NASA Langley R/C model group and BVM Turbojet Flight Training Crew
Front row: Jeff Hill, Bob Violett, Dan Murry and Tom Dodgen.
Rear row: Bob Klenke and Mark Motter.

The NASA LARC group is engaged in a program to evaluate the use of dynamically scaled radio controlled jet airliners for flight test purposes. One of the goals of the program is to fly these turbojet models and evaluate selected failure modes of control surfaces and "upset" conditions and then successfully recover the model with a runway landing.

The program calls for NASA personnel to pilot the models during takeoff, recovery maneuver and landing.

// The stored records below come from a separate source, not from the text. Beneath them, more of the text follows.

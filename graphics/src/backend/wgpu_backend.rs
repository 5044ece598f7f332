//! wgpu GPU backend implementation.
//!
//! This backend uses wgpu for cross-platform GPU access, supporting
//! Vulkan, Metal, DX12, and WebGPU.
//!
//! wgpu tracks residency itself, so recorded transitions are only logged.
//! Copies and queue writes must be 4-byte aligned; buffers are allocated with
//! their size rounded up to that alignment and copy sizes are padded to it.

use std::sync::Arc;

use crate::alignment::{CONSTANT_BUFFER_ALIGNMENT, align_up, checked_align_up};
use crate::command::Command;
use crate::frame::{Fence, FencePoller};
use crate::types::{BufferDescriptor, BufferUsage};

use super::{BackendError, DeviceLimits, GpuBackend, GpuBuffer};

const COPY_ALIGNMENT: u64 = wgpu::COPY_BUFFER_ALIGNMENT;

/// wgpu-based GPU backend.
pub struct WgpuBackend {
    #[allow(dead_code)]
    instance: wgpu::Instance,
    adapter: wgpu::Adapter,
    device: Arc<wgpu::Device>,
    queue: Arc<wgpu::Queue>,
    poller: Arc<WgpuPoller>,
}

impl std::fmt::Debug for WgpuBackend {
    fn fmt(&self, f: &mut std::fmt::Formatter<'_>) -> std::fmt::Result {
        f.debug_struct("WgpuBackend")
            .field("adapter", &self.adapter.get_info().name)
            .finish()
    }
}

/// Drives wgpu's completion callbacks while a fence is queried or waited on.
struct WgpuPoller {
    device: Arc<wgpu::Device>,
}

impl FencePoller for WgpuPoller {
    fn poll(&self) {
        let _ = self.device.poll(wgpu::PollType::Poll);
    }

    fn block(&self) {
        let _ = self.device.poll(wgpu::PollType::wait_indefinitely());
    }
}

impl WgpuBackend {
    /// Create a new wgpu backend on the first high-performance adapter.
    pub fn new() -> Result<Self, BackendError> {
        let instance = wgpu::Instance::new(&wgpu::InstanceDescriptor {
            backends: wgpu::Backends::all(),
            flags: wgpu::InstanceFlags::default(),
            backend_options: wgpu::BackendOptions::default(),
            memory_budget_thresholds: wgpu::MemoryBudgetThresholds::default(),
        });

        let adapter = pollster::block_on(instance.request_adapter(&wgpu::RequestAdapterOptions {
            power_preference: wgpu::PowerPreference::HighPerformance,
            compatible_surface: None,
            force_fallback_adapter: false,
        }))
        .map_err(|e| BackendError::InitializationFailed(format!("No compatible GPU adapter: {e}")))?;

        log::info!("wgpu adapter: {:?}", adapter.get_info());

        let (device, queue) = pollster::block_on(adapter.request_device(&wgpu::DeviceDescriptor {
            label: Some("Strata Device"),
            required_features: wgpu::Features::empty(),
            required_limits: wgpu::Limits::default(),
            memory_hints: wgpu::MemoryHints::default(),
            experimental_features: wgpu::ExperimentalFeatures::default(),
            trace: wgpu::Trace::Off,
        }))
        .map_err(|e| BackendError::InitializationFailed(format!("Device creation failed: {e}")))?;

        let device = Arc::new(device);
        Ok(Self {
            instance,
            adapter,
            poller: Arc::new(WgpuPoller {
                device: device.clone(),
            }),
            device,
            queue: Arc::new(queue),
        })
    }

    /// Get the wgpu device.
    pub fn device(&self) -> &Arc<wgpu::Device> {
        &self.device
    }

    /// Get the wgpu queue.
    pub fn queue(&self) -> &Arc<wgpu::Queue> {
        &self.queue
    }

    fn encode(
        &self,
        encoder: &mut wgpu::CommandEncoder,
        command: &Command,
    ) -> Result<(), BackendError> {
        match command {
            Command::Transition { before, after, .. } => {
                log::trace!("WgpuBackend: transition {:?} -> {:?} (implicit)", before, after);
            }
            Command::CopyBuffer { src, dst, region } => {
                let src = wgpu_buffer(src)?;
                let dst = wgpu_buffer(dst)?;
                if region.src_offset % COPY_ALIGNMENT != 0 || region.dst_offset % COPY_ALIGNMENT != 0
                {
                    return Err(BackendError::InvalidParameter(format!(
                        "copy offsets {}/{} are not {}-byte aligned",
                        region.src_offset, region.dst_offset, COPY_ALIGNMENT
                    )));
                }
                let src_end = padded_end(region.src_offset, region.size)?;
                let dst_end = padded_end(region.dst_offset, region.size)?;
                if src_end > src.size() || dst_end > dst.size() {
                    return Err(BackendError::InvalidParameter(format!(
                        "padded copy of {} bytes does not fit",
                        src_end - region.src_offset
                    )));
                }
                let size = src_end - region.src_offset;
                encoder.copy_buffer_to_buffer(src, region.src_offset, dst, region.dst_offset, size);
            }
        }
        Ok(())
    }
}

impl GpuBackend for WgpuBackend {
    fn name(&self) -> &'static str {
        "wgpu Backend"
    }

    fn limits(&self) -> DeviceLimits {
        let limits = self.device.limits();
        DeviceLimits {
            max_buffer_size: limits.max_buffer_size,
            constant_buffer_alignment: CONSTANT_BUFFER_ALIGNMENT
                .max(limits.min_uniform_buffer_offset_alignment as u64),
        }
    }

    fn create_buffer(&self, descriptor: &BufferDescriptor) -> Result<GpuBuffer, BackendError> {
        let usage = convert_buffer_usage(descriptor.usage);
        let size = padded_end(0, descriptor.size)?;

        self.device.push_error_scope(wgpu::ErrorFilter::Validation);
        self.device.push_error_scope(wgpu::ErrorFilter::OutOfMemory);
        let buffer = self.device.create_buffer(&wgpu::BufferDescriptor {
            label: descriptor.label.as_deref(),
            size,
            usage,
            mapped_at_creation: false,
        });
        let out_of_memory = pollster::block_on(self.device.pop_error_scope());
        let validation = pollster::block_on(self.device.pop_error_scope());

        if out_of_memory.is_some() {
            return Err(BackendError::OutOfMemory);
        }
        if let Some(error) = validation {
            return Err(BackendError::InvalidParameter(error.to_string()));
        }

        Ok(GpuBuffer::Wgpu(Arc::new(buffer)))
    }

    fn write_buffer(
        &self,
        buffer: &GpuBuffer,
        offset: u64,
        data: &[u8],
    ) -> Result<(), BackendError> {
        let buffer = wgpu_buffer(buffer)?;
        if offset % COPY_ALIGNMENT != 0 {
            return Err(BackendError::InvalidParameter(format!(
                "write offset {offset} is not {COPY_ALIGNMENT}-byte aligned"
            )));
        }

        let padded = align_up(data.len() as u64, COPY_ALIGNMENT);
        if padded == data.len() as u64 {
            self.queue.write_buffer(buffer, offset, data);
        } else {
            let mut bytes = data.to_vec();
            bytes.resize(padded as usize, 0);
            self.queue.write_buffer(buffer, offset, &bytes);
        }
        Ok(())
    }

    fn create_fence(&self) -> Fence {
        Fence::new_unsignaled().with_poller(self.poller.clone())
    }

    fn submit(&self, commands: &[Command], fence: &Fence) -> Result<(), BackendError> {
        let mut encoder = self
            .device
            .create_command_encoder(&wgpu::CommandEncoderDescriptor {
                label: Some("Command List Encoder"),
            });
        for command in commands {
            self.encode(&mut encoder, command)?;
        }

        self.queue.submit(std::iter::once(encoder.finish()));
        let fence = fence.clone();
        self.queue.on_submitted_work_done(move || fence.signal());
        Ok(())
    }

    fn read_buffer(
        &self,
        buffer: &GpuBuffer,
        offset: u64,
        size: u64,
    ) -> Result<Vec<u8>, BackendError> {
        let source = wgpu_buffer(buffer)?;
        let start = offset - offset % COPY_ALIGNMENT;
        let end = padded_end(offset, size)?;
        if end > source.size() {
            return Err(BackendError::InvalidParameter(format!(
                "read {}+{} out of bounds ({} bytes)",
                offset,
                size,
                source.size()
            )));
        }

        let staging = self.device.create_buffer(&wgpu::BufferDescriptor {
            label: Some("Read Staging Buffer"),
            size: end - start,
            usage: wgpu::BufferUsages::COPY_DST | wgpu::BufferUsages::MAP_READ,
            mapped_at_creation: false,
        });

        let mut encoder = self
            .device
            .create_command_encoder(&wgpu::CommandEncoderDescriptor {
                label: Some("Read Buffer Encoder"),
            });
        encoder.copy_buffer_to_buffer(source, start, &staging, 0, end - start);
        self.queue.submit(std::iter::once(encoder.finish()));

        let slice = staging.slice(..);
        let (tx, rx) = std::sync::mpsc::channel();
        slice.map_async(wgpu::MapMode::Read, move |result| {
            let _ = tx.send(result);
        });
        self.device
            .poll(wgpu::PollType::wait_indefinitely())
            .map_err(|e| BackendError::Internal(e.to_string()))?;

        match rx.recv() {
            Ok(Ok(())) => {}
            Ok(Err(e)) => return Err(BackendError::Internal(e.to_string())),
            Err(_) => return Err(BackendError::DeviceLost),
        }

        let skip = (offset - start) as usize;
        let data = slice.get_mapped_range()[skip..skip + size as usize].to_vec();
        staging.unmap();
        Ok(data)
    }
}

fn wgpu_buffer(buffer: &GpuBuffer) -> Result<&Arc<wgpu::Buffer>, BackendError> {
    match buffer {
        GpuBuffer::Wgpu(buffer) => Ok(buffer),
        GpuBuffer::Dummy(_) => Err(BackendError::InvalidParameter(
            "dummy buffer passed to the wgpu backend".to_string(),
        )),
    }
}

/// End of `offset..offset + size` padded to the copy alignment.
fn padded_end(offset: u64, size: u64) -> Result<u64, BackendError> {
    offset
        .checked_add(size)
        .and_then(|end| checked_align_up(end, COPY_ALIGNMENT))
        .ok_or_else(|| {
            BackendError::InvalidParameter(format!("range {offset}+{size} overflows"))
        })
}

fn convert_buffer_usage(usage: BufferUsage) -> wgpu::BufferUsages {
    let mut result = wgpu::BufferUsages::empty();

    if usage.contains(BufferUsage::VERTEX) {
        result |= wgpu::BufferUsages::VERTEX;
    }
    if usage.contains(BufferUsage::INDEX) {
        result |= wgpu::BufferUsages::INDEX;
    }
    if usage.contains(BufferUsage::UNIFORM) {
        result |= wgpu::BufferUsages::UNIFORM;
    }
    if usage.contains(BufferUsage::STORAGE) {
        result |= wgpu::BufferUsages::STORAGE;
    }
    if usage.contains(BufferUsage::INDIRECT) {
        result |= wgpu::BufferUsages::INDIRECT;
    }

    // Every buffer can be written from the CPU queue and read back.
    result | wgpu::BufferUsages::COPY_SRC | wgpu::BufferUsages::COPY_DST
}

#[cfg(test)]
mod tests {
    use super::*;

    #[test]
    fn test_usage_always_copyable() {
        let usage = convert_buffer_usage(BufferUsage::VERTEX);
        assert!(usage.contains(wgpu::BufferUsages::VERTEX));
        assert!(usage.contains(wgpu::BufferUsages::COPY_SRC | wgpu::BufferUsages::COPY_DST));
        assert!(!usage.contains(wgpu::BufferUsages::INDEX));
    }

    #[test]
    fn test_padded_end() {
        assert_eq!(padded_end(0, 10).unwrap(), 12);
        assert_eq!(padded_end(4, 4).unwrap(), 8);
        assert!(matches!(
            padded_end(u64::MAX - 1, 4),
            Err(BackendError::InvalidParameter(_))
        ));
        assert!(padded_end(0, u64::MAX).is_err());
    }

    #[test]
    fn test_uniform_and_storage_usage() {
        let usage = convert_buffer_usage(BufferUsage::UNIFORM | BufferUsage::STORAGE);
        assert!(usage.contains(wgpu::BufferUsages::UNIFORM | wgpu::BufferUsages::STORAGE));
    }
}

BVM was contracted to evaluate and enhance the R/C piloting skills of the NASA pilots and to help them obtain AMA Turbine Waiver certification. Two BVM KingCats with JetCat P-120 engines and JR 10X radios were used for the qualification flights. BVM pilots assisted each of the four using the "Pilot Link" system for familiarization flights and then coached them through the solo flights while Bob Violett directed and evaluated the progress.

The AMA Waiver certification flying was accomplished according to AMA document #538. Subsequently, ballast was added to the models to better prepare the NASA pilots for their ultimate goal of flying a heavily loaded 5.5% scaled 757 model. We used 5lb scuba diver soft packs placed between the main fuel tanks and then progressed to 10lbs of additional weight. The KingCats actually became easier to land in windy conditions and the pilots adapted quickly to the increased loading. Increased tire wear was noted but not a significant factor.

A prototype Fiorenze Airspeed Telemetry device was also part of the on-board equipment and it accurately displayed the increase in stall speeds as the ballast was added. This device allows the pilot to keep the model 10 to 15 mph above Vs during the approach.

We taught the NASA group to land the models using the NAVY Carrier Landing Technique of a constant speed, constant sink rate, power controlled approach and landing.

Our mission with the NASA R/C pilots was completely successful, the KingCats went home in one piece and all of the pilots are now AMA Waiver certified and smiling.